### Necessary packages to import

In [None]:
import os
import io
import boto3

import numpy as np
from PIL import Image

from pyspark.sql import SparkSession
from pyspark.sql.types import ArrayType, DoubleType
from pyspark.ml.functions import array_to_vector
from pyspark.sql.functions import udf

import tensorflow as tf
from tensorflow.keras.applications.vgg16 import VGG16, preprocess_input

### Initialize the spark session

In [None]:
spark = (SparkSession
         .builder
         .master('local[*]')
         .getOrCreate())

### Extraction of file paths of all images
- This is a necessary step because we have to read/open the images one at a time to be able to feed it to a feature extraction model. More of it to be discussed in the following steps
- *replace placeholders for* `YOUR_ACCESS_KEY` *and* `YOUR_SECRET_KEY` 

In [None]:
# Initialize S3 client
s3 = boto3.client(
    "s3",
    aws_access_key_id="YOUR_ACCESS_KEY",  # Encode access key
    aws_secret_access_key="YOUR_SECRET_KEY",  # Encode secret key
)

# Bucket and prefix for the filepath of the images in the s3 bucket
bucket = "bdcc2024-cpt5-finalproject"
prefix = "cats_550k"

# Create a paginator to handle multiple pages of results
paginator = s3.get_paginator("list_objects_v2")

# Initialize an empty list to hold the image paths
image_paths = []

# Iterate through all pages of results
for page in paginator.paginate(Bucket=bucket, Prefix=prefix):
    # Append paths of image files to the list
    for item in page.get("Contents", []):
        if item["Key"].lower().endswith((".png", ".jpg", ".jpeg",
                                         ".bmp", ".gif")):
            image_paths.append(f"s3a://{bucket}/{item['Key']}")

### Creation of a Feature Extraction Function
- A function is defined to access the images in the s3 bucket and then convert it to an array then subjected to a convolutional neural network to extract the features it generates.
- The function should be registered in the `pyspark.sql.functions`

In [None]:
# Initialize the model
# In this case, the team used VGG16.
model = VGG16(include_top=False, weights='imagenet', pooling='avg')

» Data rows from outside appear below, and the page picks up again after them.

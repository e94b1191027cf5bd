use async_trait::async_trait;
use ratatui::crossterm::event::{KeyCode, KeyEvent};
use ratatui::{
    Frame,
    layout::{Constraint, Direction, Layout, Rect},
    style::{Modifier, Style},
    text::{Line, Span},
    widgets::{Block, Borders, List, ListState, Padding, Paragraph},
};

use crate::http::models::Playlist;
use crate::ui::context::AppContext;
use crate::ui::router::NavigationTarget;
use crate::ui::state::AppState;
use crate::ui::traits::{Action, View};
use crate::ui::util::{select_next, select_previous, track_list_items};
use crate::util::colors;

pub struct PlaylistDetail {
    playlist: Playlist,
    list_state: ListState,
}

impl PlaylistDetail {
    pub fn new(playlist: Playlist) -> Self {
        let mut list_state = ListState::default();
        if !playlist.tracks.is_empty() {
            list_state.select(Some(0));
        }
        Self {
            playlist,
            list_state,
        }
    }
}

#[async_trait(?Send)]
impl View for PlaylistDetail {
    fn render(&mut self, f: &mut Frame, area: Rect, _state: &AppState, ctx: &AppContext) {
        let chunks = Layout::default()
            .direction(Direction::Vertical)
            .constraints([Constraint::Length(4), Constraint::Min(0)])
            .split(area);

        let header = Paragraph::new(vec![
            Line::from(Span::styled(
                self.playlist.name.clone(),
                Style::default()
                    .fg(colors::PRIMARY)
                    .add_modifier(Modifier::BOLD),
            )),
            Line::from(format!("Playlist by {}", self.playlist.owner_username)),
            Line::from(Span::styled(
                format!("{} tracks • [o] opens the track's album", self.playlist.tracks.len()),
                Style::default().fg(colors::NEUTRAL),
            )),
        ])
        .block(
            Block::default()
                .borders(Borders::BOTTOM)
                .padding(Padding::new(1, 1, 0, 0)),
        );
        f.render_widget(header, chunks[0]);

        let list = List::new(track_list_items(&self.playlist.tracks, ctx))
            .highlight_style(
                Style::default()
                    .fg(colors::PRIMARY)
                    .add_modifier(Modifier::BOLD),
            )
            .highlight_symbol("> ");
        f.render_stateful_widget(list, chunks[1], &mut self.list_state);
    }

    async fn handle_input(
        &mut self,
        key: KeyEvent,
        _state: &AppState,
        _ctx: &AppContext,
    ) -> Option<Action> {
        let len = self.playlist.tracks.len();
        match key.code {
            KeyCode::Down | KeyCode::Char('j') => {
                let next = select_next(self.list_state.selected(), len);
                self.list_state.select(next);
                None
            }
            KeyCode::Up | KeyCode::Char('k') => {
                let previous = select_previous(self.list_state.selected(), len);
                self.list_state.select(previous);
                None
            }
            KeyCode::Enter => {
                let track = self.playlist.tracks.get(self.list_state.selected()?)?;
                if track.playable_url().is_some() {
                    Some(Action::Play(track.clone()))
                } else {
                    None
                }
            }
            KeyCode::Char('o') => {
                let track = self.playlist.tracks.get(self.list_state.selected()?)?;
                track
                    .album_id
                    .map(|id| Action::Navigate(NavigationTarget::Album(id)))
            }
            _ => None,
        }
    }
}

def extract_features_from_path(image_path, model):
    try:
        # Extract bucket name and key
        bucket, key = image_path.replace("s3a://", "").split("/", 1)
        
        # Fetch the image using boto3
        s3 = boto3.client('s3')
        response = s3.get_object(Bucket=bucket, Key=key)
        image_bytes = response['Body'].read()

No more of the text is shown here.